Communion was the greatest event when I was 12. I was elevated with the idea of eating Jesus’s flesh and drinking his blood. How cool is that?! On my knees I confessed my undos and bad behavior to the priest but I couldn’t remember anything to tell him…so I said: “I’m told to be an “A” grade student…and so I am. But when I’m not I invent things to look better in the eyes of my father, so he won’t crucify me for taking C in Chemistry”. Yes. I used the word crucify thinking the priest would like that. I guess the priest didn’t think I sinned much so he released me right away.
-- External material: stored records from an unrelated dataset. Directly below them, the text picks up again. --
mod common;

use common::*;
use platform_inject::jvm::class_file::HandleKind;
use platform_inject::jvm::code::{
    BranchInstruction, CodeElement, Frame, Instruction, InvokeType, Label, VerificationType,
};
use platform_inject::jvm::model::{
    Annotation, BootstrapMethod, Class, Code, ConstantData, ElementValue, ExceptionHandler, Field,
    HandleMember, InnerClass, InvokeDynamic, LocalVariable, MethodHandle, MethodRef, RawAttribute,
};
use platform_inject::jvm::{
    FieldAccessFlags, FieldType, InnerClassAccessFlags, MethodDescriptor, Name, ParseDescriptor,
    RefType,
};
use platform_inject::transform::properties::INJECT_INJECTABLES;
use platform_inject::transform::Diagnostics;

fn target_method(name: &str, descriptor: &str) -> MethodRef {
    MethodRef {
        owner: RefType::Object(binary_name(TARGET)),
        name: unqualified_name(name),
        descriptor: MethodDescriptor::parse(descriptor).unwrap(),
        is_interface: false,
    }
}

/// Class mentioning the placeholder in as many places as possible
fn uses_target() -> Class {
    let mut class = class("com/foo/UsesTarget");
    class.interfaces.push(binary_name(TARGET));
    class.signature = Some(format!(
        "Ljava/lang/Object;Ljava/util/function/Supplier<{}>;",
        TARGET_DESCRIPTOR
    ));
    class.inner_classes.push(InnerClass {
        inner_class: binary_name(TARGET),
        outer_class: Some(binary_name("dev/architectury/injectables/targets/Holder")),
        inner_name: Some("Target".to_owned()),
        access_flags: InnerClassAccessFlags::PUBLIC | InnerClassAccessFlags::STATIC,
    });

    let mut field = Field::new(
        FieldAccessFlags::PRIVATE | FieldAccessFlags::STATIC,
        unqualified_name("cached"),
        FieldType::object(binary_name(TARGET)),
    );
    field.signature = Some(format!("Ljava/util/List<{}>;", TARGET_DESCRIPTOR));
    field.annotations.visible.push(Annotation {
        type_descriptor: TARGET_DESCRIPTOR.to_owned(),
        elements: vec![
            (
                "value".to_owned(),
                ElementValue::Class(TARGET_DESCRIPTOR.to_owned()),
            ),
            (
                "kinds".to_owned(),
                ElementValue::Array(vec![ElementValue::Enum {
                    type_descriptor: TARGET_DESCRIPTOR.to_owned(),
                    const_name: "FIRST".to_owned(),
                }]),
            ),
        ],
    });
    class.fields.push(field);

    // Catches the placeholder, and has a frame and local variable mentioning it
    let (start, end, handler) = (Label(0), Label(1), Label(2));
    let mut current = static_method(
        "current",
        &format!("({})Ljava/lang/String;", TARGET_DESCRIPTOR),
    );
    current.exceptions.push(binary_name(TARGET));
    current.code = Some(Code {
        exception_handlers: vec![ExceptionHandler {
            start,
            end,
            handler,
            catch_type: Some(binary_name(TARGET)),
        }],
        local_variables: vec![LocalVariable {
            start,
            end,
            name: "target".to_owned(),
            descriptor: TARGET_DESCRIPTOR.to_owned(),
            index: 0,
        }],
        frames: vec![(
            handler,
            Frame {
                locals: vec![VerificationType::Object(RefType::Object(binary_name(TARGET)))],
                stack: vec![VerificationType::Object(RefType::Object(binary_name(TARGET)))],
            },
        )],
        ..Code::from_instructions(vec![
            CodeElement::Label(start),
            CodeElement::Instruction(Instruction::Ldc(ConstantData::Class(RefType::Object(
                binary_name(TARGET),
            )))),
            CodeElement::Instruction(Instruction::Pop),
            CodeElement::Instruction(Instruction::Invoke(
                InvokeType::Static,
                target_method("getCurrentTarget", "()Ljava/lang/String;"),
            )),
            CodeElement::Label(end),
            CodeElement::Branch(BranchInstruction::AReturn),
            CodeElement::Label(handler),
            CodeElement::Instruction(Instruction::Pop),
            CodeElement::Instruction(Instruction::AConstNull),
            CodeElement::Branch(BranchInstruction::AReturn),
        ])
    });
    class.methods.push(current);

    // Method reference to the placeholder, through a lambda
    let mut supplier = static_method("supplier", "()Ljava/util/function/Supplier;");
    let metafactory = MethodHandle {
        kind: HandleKind::InvokeStatic,
        member: HandleMember::Method(MethodRef {
            owner: RefType::Object(binary_name("java/lang/invoke/LambdaMetafactory")),
            name: unqualified_name("metafactory"),
            descriptor: MethodDescriptor::parse(
                "(Ljava/lang/invoke/MethodHandles$Lookup;Ljava/lang/String;Ljava/lang/invoke/MethodType;Ljava/lang/invoke/MethodType;Ljava/lang/invoke/MethodHandle;Ljava/lang/invoke/MethodType;)Ljava/lang/invoke/CallSite;",
            )
            .unwrap(),
            is_interface: false,
        }),
    };
    supplier.code = Some(Code::from_instructions(vec![
        CodeElement::Instruction(Instruction::InvokeDynamic(InvokeDynamic {
            bootstrap: BootstrapMethod {
                handle: metafactory,
                arguments: vec![
                    ConstantData::MethodType(MethodDescriptor::parse("()Ljava/lang/Object;").unwrap()),
                    ConstantData::MethodHandle(MethodHandle {
                        kind: HandleKind::InvokeStatic,
                        member: HandleMember::Method(target_method(
                            "getCurrentTarget",
                            "()Ljava/lang/String;",
                        )),
                    }),
                    ConstantData::MethodType(MethodDescriptor::parse("()Ljava/lang/String;").unwrap()),
                ],
            },
            name: unqualified_name("get"),
            descriptor: MethodDescriptor::parse("()Ljava/util/function/Supplier;").unwrap(),
        })),
        CodeElement::Branch(BranchInstruction::AReturn),
    ]));
    class.methods.push(supplier);

    class
}

fn rewrite(class: &Class) -> Vec<u8> {
    injector(&[])
        .transform_class_bytes(&class.to_bytes().unwrap(), &mut Diagnostics::new())
        .unwrap()
        .expect("class should be rewritten")
}

fn rewritten() -> Class {
    Class::parse(&rewrite(&uses_target())).unwrap()
}

fn mentions(bytes: &[u8], needle: &str) -> bool {
    bytes
        .windows(needle.len())
        .any(|window| window == needle.as_bytes())
}

#[test]
fn placeholder_is_gone() {
    let bytes = rewrite(&uses_target());
    assert!(!mentions(&bytes, "ArchitecturyTarget"));
    assert!(mentions(&bytes, PLATFORM_METHODS));

    let shown = format!("{:?}", Class::parse(&bytes).unwrap());
    assert!(!shown.contains("ArchitecturyTarget"), "{}", shown);
}

#[test]
fn bootstrap_table_is_remapped_in_place() {
    // A verbatim attribute pins the old constant pool
    let mut class = Class::parse(&uses_target().to_bytes().unwrap()).unwrap();
    class.attributes.push(RawAttribute {
        name: "Deprecated".to_owned(),
        info: vec![],
    });
    assert_eq!(class.bootstrap_methods.len(), 1);

    let rewritten = Class::parse(&rewrite(&class)).unwrap();
    assert!(rewritten.constant_pool.is_some());
    assert_eq!(rewritten.attributes, class.attributes);

    let table = format!("{:?}", rewritten.bootstrap_methods);
    assert!(!table.contains("ArchitecturyTarget"), "{}", table);
    assert!(table.contains(PLATFORM_METHODS), "{}", table);

    // The call site shares the remapped entry instead of appending another one
    assert_eq!(rewritten.bootstrap_methods.len(), 1);
}

#[test]
fn class_level_positions() {
    let class = rewritten();
    assert_eq!(class.name.as_str(), "com/foo/UsesTarget");
    assert_eq!(class.interfaces, vec![binary_name(PLATFORM_METHODS)]);
    assert_eq!(
        class.signature.as_deref(),
        Some("Ljava/lang/Object;Ljava/util/function/Supplier<Lgen/mymod/PlatformMethods;>;")
    );

    // Only the placeholder itself is renamed
    let inner_class = &class.inner_classes[0];
    assert_eq!(inner_class.inner_class, binary_name(PLATFORM_METHODS));
    assert_eq!(
        inner_class.outer_class,
        Some(binary_name("dev/architectury/injectables/targets/Holder"))
    );
    assert_eq!(inner_class.inner_name.as_deref(), Some("Target"));
}

#[test]
fn field_positions() {
    let class = rewritten();
    let field = &class.fields[0];
    let renamed = "Lgen/mymod/PlatformMethods;";
    assert_eq!(field.descriptor, FieldType::object(binary_name(PLATFORM_METHODS)));
    assert_eq!(
        field.signature.as_deref(),
        Some("Ljava/util/List<Lgen/mymod/PlatformMethods;>;")
    );

    let annotation = &field.annotations.visible[0];
    assert_eq!(annotation.type_descriptor, renamed);
    assert_eq!(
        annotation.elements[0].1,
        ElementValue::Class(renamed.to_owned())
    );
    assert_eq!(
        annotation.elements[1].1,
        ElementValue::Array(vec![ElementValue::Enum {
            type_descriptor: renamed.to_owned(),
            const_name: "FIRST".to_owned(),
        }])
    );
}

#[test]
fn method_body_positions() {
    let class = rewritten();
    let method = &class.methods[0];
    assert_eq!(
        method.descriptor,
        MethodDescriptor::parse("(Lgen/mymod/PlatformMethods;)Ljava/lang/String;").unwrap()
    );
    assert_eq!(method.exceptions, vec![binary_name(PLATFORM_METHODS)]);

    let code = method.code.as_ref().unwrap();
    let renamed = RefType::Object(binary_name(PLATFORM_METHODS));
    let instructions: Vec<_> = code
        .instructions
        .iter()
        .filter_map(|element| match element {
            CodeElement::Instruction(instruction) => Some(instruction),
            _ => None,
        })
        .collect();
    assert_eq!(
        instructions[0],
        &Instruction::Ldc(ConstantData::Class(renamed.clone()))
    );
    match instructions[2] {
        Instruction::Invoke(InvokeType::Static, method_ref) => {
            assert_eq!(method_ref.owner, renamed);
            assert_eq!(method_ref.name.as_str(), "getCurrentTarget");
        }
        other => panic!("expected invokestatic, got {:?}", other),
    }

    assert_eq!(
        code.exception_handlers[0].catch_type,
        Some(binary_name(PLATFORM_METHODS))
    );
    assert_eq!(
        code.local_variables[0].descriptor,
        "Lgen/mymod/PlatformMethods;"
    );
    let (_, frame) = &code.frames[0];
    assert_eq!(
        frame.stack,
        vec![VerificationType::Object(renamed.clone())]
    );
    assert_eq!(frame.locals, vec![VerificationType::Object(renamed)]);
}

#[test]
fn bootstrap_arguments() {
    let class = rewritten();
    let code = class.methods[1].code.as_ref().unwrap();
    let indy = match &code.instructions[0] {
        CodeElement::Instruction(Instruction::InvokeDynamic(indy)) => indy,
        other => panic!("expected invokedynamic, got {:?}", other),
    };
    match &indy.bootstrap.handle.member {
        HandleMember::Method(method_ref) => assert_eq!(
            method_ref.owner,
            RefType::Object(binary_name("java/lang/invoke/LambdaMetafactory"))
        ),
        other => panic!("expected a method handle, got {:?}", other),
    }
    match &indy.bootstrap.arguments[1] {
        ConstantData::MethodHandle(MethodHandle {
            member: HandleMember::Method(method_ref),
            ..
        }) => assert_eq!(method_ref.owner, RefType::Object(binary_name(PLATFORM_METHODS))),
        other => panic!("expected a method handle, got {:?}", other),
    }
}

#[test]
fn disabled_leaves_placeholder() {
    let result = injector(&[(INJECT_INJECTABLES, "false")])
        .transform_class_bytes(&uses_target().to_bytes().unwrap(), &mut Diagnostics::new())
        .unwrap();
    assert_eq!(result, None);
}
And I visualized Christ so realistically coming to me and holding my hands to eat his body. It all sounds so creepy now. But it was so beautiful at the time. I fancied that if I had not been a good Catholic I would go to hell and not deserve his flesh.
Now, I’m 23. I’m still going to church. But I can’t visualize him anymore. Have I not been good? Probably not. I probably failed more Chemistry tests and then reality showed up to fail all over me. Sometimes I’m not sure why I go to church. Sometimes people look at me like I have a huge pumpkin in my head for going to church. But I do. And I like it there. Not because I visualize Christ (I tried, but I guess I don’t have the talent). It’s because I’m trying to understand. And I have tried since I eat that flesh and told the priest it didn’t taste like anything. I have tried sitting by my grandma and spying on her prayers. What was she doing that I wasn’t? What was I missing? What have I done that nothing seems to make sense. If that is not enough to question…I don’t know what is.